Gambar 1 : Skema Kerangka Pemikiran Lahan Sawah Lahan Perumahan Konversi Lahan Faktor Internal: Proporsi pendapatan Produktivitas lahan Luas lahan Status lahan Faktor Eksternal: Kebijakan Pemerintah (Pajak tanah) Kebijakan Tata Ruang Harga Lahan Analisis probabilitas Keputusan untuk Mengkonversi Keputusan untuk Tidak Mengkonversi Keterangan: Menyatakan Keputusan Menyatakan hubungan

2.4 Hipotesis Penelitian Diduga faktor yang mempengaruhi keputusan petani dalam mengkonversi lahan adalah: a. Faktor harga. Hal ini sesuai berdasarkan hukum penawaran bila harga meningkat maka penawaran barang akan meningkat pula dalam hal ini barang tersebut adalah sebidang tanah sehingga memungkinkan terjadinya alih fungsi lahan pertanian jika pembeli adalah developer. Dari hasil temuan Rusastra (1997) di Kalimantan Selatan, alasan utama petani melakukan konversi lahan adalah karena kebutuhan dan harga lahan yang tinggi, skala usaha yang kurang efisien untuk diusahakan. b. Pajak lahan dan pendapatan.

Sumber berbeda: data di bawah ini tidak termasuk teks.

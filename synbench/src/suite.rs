//! YAML suite files: harness settings plus the benchmark catalog.

use std::{
    collections::BTreeMap,
    fs,
    path::{Path, PathBuf},
    time::Duration,
};

use serde::Deserialize;

use crate::{
    catalog::{BenchmarkEntry, Catalog},
    error::{Error, Result},
};

#[derive(Debug, Clone, Deserialize)]
pub struct SuiteConfig {
    #[serde(default = "default_tool")]
    pub tool: PathBuf,
    #[serde(default)]
    pub common_opts: Vec<String>,
    #[serde(default = "default_timeout_secs")]
    pub timeout_secs: u64,
    #[serde(default = "default_input_extension")]
    pub input_extension: String,
    /// Parse the size annotations printed at the end of a successful run.
    #[serde(default = "default_extract_metrics")]
    pub extract_metrics: bool,
    #[serde(default = "default_log_file")]
    pub log_file: PathBuf,
    #[serde(default = "default_csv_file")]
    pub csv_file: PathBuf,
    #[serde(default)]
    pub table_file: Option<PathBuf>,
    #[serde(default = "default_oracle")]
    pub oracle: PathBuf,
    #[serde(default)]
    pub summary_json: Option<PathBuf>,
    #[serde(default)]
    pub groups: Vec<GroupConfig>,
    #[serde(default)]
    pub sections: Vec<SectionConfig>,
    #[serde(default)]
    pub components: BTreeMap<String, String>,
}

#[derive(Debug, Clone, Deserialize)]
pub struct GroupConfig {
    pub category: String,
    pub benchmarks: Vec<BenchmarkConfig>,
}

#[derive(Debug, Clone, Deserialize)]
pub struct SectionConfig {
    #[serde(default)]
    pub title: Option<String>,
    #[serde(default)]
    pub prefix: Option<String>,
    /// Add a summary record per entry below the table.
    #[serde(default)]
    pub summarize: bool,
    pub benchmarks: Vec<BenchmarkConfig>,
}

#[derive(Debug, Clone, Deserialize)]
pub struct BenchmarkConfig {
    pub name: String,
    #[serde(default)]
    pub label: Option<String>,
    #[serde(default)]
    pub args: Vec<String>,
    /// Input file stem, defaulting to `name`.
    #[serde(default)]
    pub input: Option<String>,
}

fn default_tool() -> PathBuf {
    if cfg!(windows) {
        PathBuf::from("../src/Synquid.exe")
    } else {
        PathBuf::from("../dist/build/synquid/synquid")
    }
}

fn default_timeout_secs() -> u64 {
    120
}

fn default_input_extension() -> String {
    "sq".to_string()
}

fn default_extract_metrics() -> bool {
    true
}

fn default_log_file() -> PathBuf {
    PathBuf::from("run_all.log")
}

fn default_csv_file() -> PathBuf {
    PathBuf::from("run_all.csv")
}

fn default_oracle() -> PathBuf {
    if cfg!(target_os = "linux") {
        PathBuf::from("oracle_nx")
    } else {
        PathBuf::from("oracle")
    }
}

impl SuiteConfig {
    pub fn load(path: &Path) -> Result<Self> {
        let contents = fs::read_to_string(path)?;
        Self::from_yaml(&contents).map_err(|source| Error::Suite {
            path: path.to_path_buf(),
            source,
        })
    }

    pub fn from_yaml(contents: &str) -> std::result::Result<Self, serde_yaml::Error> {
        serde_yaml::from_str(contents)
    }

    #[must_use]
    pub fn timeout(&self) -> Duration {
        Duration::from_secs(self.timeout_secs)
    }

    /// Flatten groups then sections into a catalog, preserving declaration order.
    pub fn catalog(&self) -> Result<Catalog> {
        let grouped = self.groups.iter().flat_map(|group| {
            group
                .benchmarks
                .iter()
                .map(move |bench| bench.to_entry().in_category(&group.category))
        });
        let sectioned = self.sections.iter().flat_map(|section| {
            section.benchmarks.iter().map(move |bench| {
                let mut entry = bench.to_entry();
                entry.section.clone_from(&section.title);
                entry.prefix.clone_from(&section.prefix);
                entry.summarized = section.summarize;
                entry
            })
        });
        Catalog::new(grouped.chain(sectioned).collect(), self.components.clone())
    }
}

impl BenchmarkConfig {
    fn to_entry(&self) -> BenchmarkEntry {
        let mut entry = BenchmarkEntry::new(&self.name).with_args(self.args.iter().cloned());
        entry.label.clone_from(&self.label);
        entry.input.clone_from(&self.input);
        entry
    }
}

#[cfg(test)]
mod tests {
    use super::*;

    const SUITE: &str = r"
common_opts: ['--print-solution-size=True']
table_file: run_all.tex
groups:
  - category: Integer
    benchmarks:
      - { name: Int-Max2, label: maximum of 2 elements }
      - { name: Int-Add, label: addition }
  - category: List
    benchmarks:
      - { name: List-Append, label: append two lists, args: ['-m=1'] }
sections:
  - title: Abstract refinements
    prefix: abstract/
    summarize: true
    benchmarks:
      - { name: List-Fold, args: ['-e'] }
  - title: Red-Black-Trees
    prefix: abstract/
    benchmarks:
      - { name: RBT-Balance }
components:
  Int-Add: integer
";

    #[test]
    fn defaults_fill_missing_fields() {
        let config = SuiteConfig::from_yaml("groups: []").unwrap();
        assert_eq!(config.timeout_secs, 120);
        assert_eq!(config.input_extension, "sq");
        assert!(config.extract_metrics);
        assert_eq!(config.log_file, PathBuf::from("run_all.log"));
        assert_eq!(config.csv_file, PathBuf::from("run_all.csv"));
        assert!(config.table_file.is_none());
        assert!(config.common_opts.is_empty());
    }

    #[test]
    fn catalog_flattens_groups_before_sections() {
        let config = SuiteConfig::from_yaml(SUITE).unwrap();
        let catalog = config.catalog().unwrap();
        let names: Vec<_> = catalog.entries().iter().map(|e| e.name.as_str()).collect();
        assert_eq!(
            names,
            ["Int-Max2", "Int-Add", "List-Append", "List-Fold", "RBT-Balance"]
        );

        let append = &catalog.entries()[2];
        assert_eq!(append.category.as_deref(), Some("List"));
        assert_eq!(append.args, ["-m=1"]);
        assert_eq!(append.display_label(), "append two lists");

        let fold = &catalog.entries()[3];
        assert_eq!(fold.category, None);
        assert_eq!(fold.section.as_deref(), Some("Abstract refinements"));
        assert_eq!(fold.input_path(&config.input_extension), "abstract/List-Fold.sq");
        assert!(fold.summarized);
        assert!(!catalog.entries()[4].summarized);
        assert_eq!(catalog.components_used("Int-Add"), "integer");
    }

    #[test]
    fn duplicate_names_across_groups_fail() {
        let config = SuiteConfig::from_yaml(
            r"
groups:
  - category: A
    benchmarks: [{ name: X }]
sections:
  - benchmarks: [{ name: X }]
",
        )
        .unwrap();
        assert!(matches!(config.catalog(), Err(Error::DuplicateBenchmark(_))));
    }

    #[test]
    fn shipped_suites_parse() {
        for suite in ["synquid.yaml", "synquid-current.yaml"] {
            let path = Path::new(env!("CARGO_MANIFEST_DIR"))
                .join("../suites")
                .join(suite);
            let config = SuiteConfig::load(&path).unwrap();
            assert!(!config.catalog().unwrap().is_empty(), "{suite} is empty");
        }
    }

    #[test]
    fn current_suite_points_at_its_own_build() {
        let path = Path::new(env!("CARGO_MANIFEST_DIR")).join("../suites/synquid-current.yaml");
        let config = SuiteConfig::load(&path).unwrap();
        assert_eq!(config.tool, PathBuf::from("../../dist/build/synquid/synquid"));
        assert!(!config.extract_metrics);
    }
}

Hal ini sesuai dengan penelitian Syafa at (1995) di Jawa menemukan bahwa alasan utama petani melakukan konversi lahan adalah pajak lahan yang tinggi cenderung mendorong petani untuk melakukan konversi dan rasio pendapatan non pertanian terhadap pendapatan total yang tinggi cenderung menghambat petani untuk melakukan konversi. c. Status lahan. Hal ini sesuai penelitian Jamal (2001), di Kabupaten Karawang, Jawa Barat, dalam proses alih fungsi lahan secara signifikan status lahan mempengaruhi konversi lahan. d. Kebijakan pemerintah. Hal ini sesuai dengan penelitian Supriyadi (2004) menyatakan bahwa setidaknya ada tiga faktor penting yang menyebabkan terjadinya alih fungsi lahan sawah salah satunya adalah aspek regulasi yang dikeluarkan.